J’ai apprécié – et je vous en suis reconnaissant – que dans la présentation de votre charisme vous faisiez référence à un passage d’Evangelii gaudium, où on lit : « La mission est une passion pour Jésus mais, en même temps, c’est une passion pour son peuple. […] Ainsi nous redécouvrons que Lui veut se servir de nous pour arriver toujours plus près de son peuple bien aimé. Il nous prend au milieu du peuple et il nous envoie au peuple, de manière à ce que notre identité ne se comprenne pas sans cette appartenance » (n. 268). Pour vous, ce peuple a le visage concret de vos diocèses. En effet, les noms de tous les Instituts ici représentés vous qualifient comme « diocésaines ». Certes c’est une délimitation, mais qui a le sens de l’enracinement et non de la fermeture, de la fidélité et non du particularisme, du dévouement et pas de l’exclusion.

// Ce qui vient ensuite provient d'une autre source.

use std::{path::PathBuf, time::Instant};

use log::{debug, info, warn};
use ndarray::{Array3, Zip};
use tokio_util::sync::CancellationToken;

use super::{MetricsLog, PipelineHandle, StepMetrics};
use crate::{
    config::TrainingConfig,
    data::{Batch, DataSource},
    error::{Result, SwarmError},
};

/// Tolerance of the debug reconstruction check, `|a - b| <= ATOL + RTOL * |b|`.
const RTOL: f32 = 1e-4;
const ATOL: f32 = 1e-4;

/// What one forward, backward and (maybe) optimize cycle produced.
#[derive(Debug, Clone, Copy, PartialEq)]
pub struct StepReport {
    /// Optimizer steps completed so far.
    pub step: u64,
    pub loss: f32,
    /// Mean squared difference between the embedding and its reconstruction through the stages.
    pub diff: f32,
    /// Whether this cycle ended with the global step barrier.
    pub stepped: bool,
}

/// Drives the pipeline: one batch at a time through the embedding, the stages and back, then the
/// global optimizer step.
pub struct Orchestrator<D> {
    pipeline: PipelineHandle,
    data: D,
    accumulation_steps: usize,
    debug_activations: bool,
    log_every: u64,
    checkpoint_every: Option<u64>,
    checkpoint_dir: Option<PathBuf>,
    metrics: Option<MetricsLog>,
    step: u64,
    pending: usize,
    resumed: bool,
}

impl<D: DataSource> Orchestrator<D> {
    /// Creates a new `Orchestrator`.
    ///
    /// # Arguments
    /// * `pipeline` - The initialized actors.
    /// * `data` - Where batches come from.
    /// * `training` - Cadences, directories and the debug switch.
    ///
    /// # Errors
    /// `Io` if the run log cannot be opened.
    pub fn new(pipeline: PipelineHandle, data: D, training: &TrainingConfig) -> Result<Self> {
        let metrics = training
            .run_dir
            .as_ref()
            .map(MetricsLog::open)
            .transpose()?;

        Ok(Self {
            pipeline,
            data,
            accumulation_steps: training.accumulation_steps.max(1),
            debug_activations: training.debug_activations,
            log_every: training.log_every.max(1),
            checkpoint_every: training.checkpoint_every,
            checkpoint_dir: training.checkpoint_dir.clone(),
            metrics,
            step: 0,
            pending: 0,
            resumed: false,
        })
    }

    pub fn pipeline(&self) -> &PipelineHandle {
        &self.pipeline
    }

    /// Optimizer steps completed so far.
    pub fn step(&self) -> u64 {
        self.step
    }

    /// Runs one micro-batch cycle, stepping every actor once `accumulation_steps` cycles have
    /// accumulated.
    ///
    /// Any failure aborts the cycle. Before it is returned every actor is asked to drop its
    /// accumulated gradients, so the pipeline is left without half-counted contributions.
    pub async fn train_step(&mut self) -> Result<StepReport> {
        let batch = self.data.get_samples()?;
        let result = self.cycle(batch).await;

        if result.is_err() {
            self.pending = 0;
            if let Err(e) = self.pipeline.reset_gradients().await {
                warn!(error:% = e; "could not reset gradients after a failed cycle");
            }
        }

        result
    }

    async fn cycle(&mut self, batch: Batch) -> Result<StepReport> {
        let Batch { obs, target } = batch;
        let embedding = self.pipeline.embedding();
        let stages = self.pipeline.stages();

        let mut x = embedding.embed_forward(obs.clone()).await?;

        let mut inputs = Vec::new();
        for stage in stages {
            if self.debug_activations {
                inputs.push(x.clone());
            }
            x = stage.forward(x).await?;
        }

        let ((mut y, mut dy), loss) = embedding.debed_grad(x, target).await?;
        if !loss.is_finite() {
            return Err(SwarmError::NumericDivergence {
                step: self.step,
                loss,
            });
        }

        for (i, stage) in stages.iter().enumerate().rev() {
            (y, dy) = stage.backward((y, dy)).await?;

            if let Some(input) = inputs.get(i) {
                check_reconstruction(i, input, &y)?;
            }
        }

        let diff = embedding.embed_grad(obs, (y, dy)).await?;
        debug!(step = self.step, loss, diff; "cycle done");

        self.pending += 1;
        let stepped = self.pending >= self.accumulation_steps;
        if stepped {
            self.pipeline.step_all().await?;
            self.pending = 0;
            self.step += 1;
        }

        Ok(StepReport {
            step: self.step,
            loss,
            diff,
            stepped,
        })
    }

    /// Trains until `num_steps` optimizer steps have been completed in total, or until `cancel`
    /// fires. Cancellation is only observed between cycles.
    ///
    /// On the first call, every actor is asked to restore its latest snapshot from the
    /// checkpoint directory. Snapshots are written every `checkpoint_every` steps and once more
    /// when the loop ends.
    ///
    /// # Returns
    /// The number of optimizer steps completed.
    pub async fn run(&mut self, num_steps: u64, cancel: &CancellationToken) -> Result<u64> {
        if !self.resumed {
            self.resume().await?;
            self.resumed = true;
        }

        let start = Instant::now();
        let (mut loss_sum, mut diff_sum, mut cycles) = (0., 0., 0);

        while self.step < num_steps {
            if cancel.is_cancelled() {
                info!(step = self.step; "training cancelled");
                break;
            }

            let report = self.train_step().await?;
            loss_sum += report.loss;
            diff_sum += report.diff;
            cycles += 1;

            if !report.stepped {
                continue;
            }

            let metrics = StepMetrics {
                step: report.step,
                loss: loss_sum / cycles as f32,
                diff: diff_sum / cycles as f32,
                elapsed_ms: start.elapsed().as_millis(),
            };
            (loss_sum, diff_sum, cycles) = (0., 0., 0);

            if report.step % self.log_every == 0 {
                info!(step = metrics.step, loss = metrics.loss, diff = metrics.diff; "training");
                if let Some(log) = &mut self.metrics {
                    log.record(&metrics)?;
                }
            }

            if self.checkpoint_every.is_some_and(|every| report.step % every == 0) {
                self.checkpoint().await?;
            }
        }

        self.checkpoint().await?;
        info!(step = self.step; "training finished");
        Ok(self.step)
    }

    /// Restores the actors from the checkpoint directory, if any.
    ///
    /// Training resumes at the furthest step any actor restored, so the epochs of new snapshots
    /// sort after every snapshot already on disk. When only some actors restored, the mix is
    /// kept as is.
    async fn resume(&mut self) -> Result<()> {
        let Some(dir) = &self.checkpoint_dir else {
            return Ok(());
        };

        let restored = self.pipeline.load_all(dir).await?;
        let count = restored.iter().filter(|&&r| r).count();
        if count == 0 {
            return Ok(());
        }

        let steps = self.pipeline.get_steps().await?;
        self.step = steps.into_iter().max().unwrap_or(0);

        if count == restored.len() {
            info!(step = self.step; "resuming from checkpoint");
        } else {
            warn!(
                restored = count,
                actors = restored.len(),
                step = self.step;
                "only some actors restored a snapshot"
            );
        }

        Ok(())
    }

    async fn checkpoint(&self) -> Result<()> {
        let Some(dir) = &self.checkpoint_dir else {
            return Ok(());
        };

        self.pipeline.save_all(dir, self.step).await?;
        info!(step = self.step, dir:% = dir.display(); "checkpoint saved");
        Ok(())
    }
}

/// Compares a stage's forward input with the input it reconstructed on the way back.
fn check_reconstruction(
    stage: usize,
    forward: &Array3<f32>,
    reconstructed: &Array3<f32>,
) -> Result<()> {
    if forward.dim() != reconstructed.dim() {
        return Err(SwarmError::shape(
            format!("stage {stage} reconstruction"),
            reconstructed.shape(),
            forward.shape(),
        ));
    }

    let mut max_abs_err = 0f32;
    let mut within = true;
    Zip::from(forward).and(reconstructed).for_each(|&a, &b| {
        let err = (a - b).abs();
        max_abs_err = max_abs_err.max(err);
        within &= err <= ATOL + RTOL * b.abs();
    });

    if !within {
        return Err(SwarmError::ReconstructionMismatch { stage, max_abs_err });
    }

    debug!(stage, max_abs_err; "reconstruction verified");
    Ok(())
}

#[cfg(test)]
mod tests {
    use super::*;

    #[test]
    fn reconstruction_within_tolerance() {
        let a = Array3::<f32>::from_elem((1, 2, 2), 1.);
        let b = a.mapv(|x| x + 1e-5);
        tokio_test::assert_ok!(check_reconstruction(0, &a, &b));
    }

    #[test]
    fn reconstruction_drift_is_reported() {
        let a = Array3::<f32>::from_elem((1, 2, 2), 1.);
        let mut b = a.clone();
        b[[0, 1, 1]] += 0.1;

        let err = tokio_test::assert_err!(check_reconstruction(3, &a, &b));
        match err {
            SwarmError::ReconstructionMismatch { stage, max_abs_err } => {
                assert_eq!(stage, 3);
                assert!((max_abs_err - 0.1).abs() < 1e-6);
            }
            other => panic!("unexpected error {other}"),
        }
    }
}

Cet aspect de la fidélité non pas à un peuple en général, mais à ce peuple, avec son histoire, ses richesses et ses pauvretés est un trait essentiel de la mission de Jésus Christ, envoyé par le Père vers « les brebis perdues de la maison d’Israël » (Mt 15,24). Le don de sa vie pour tous passe nécessairement par le don pour ces personnes concrètes, pour cette communauté, pour ces amis ou pour ces ennemis. Cette fidélité coûte, elle a la dureté de la croix, mais elle est féconde, générative, selon les dessins de Dieu.
Chères sœurs, je vous remercie de votre témoignage. Allez de l’avant, avec la joie de la résurrection et la passion pour vos gens. Je vous bénis.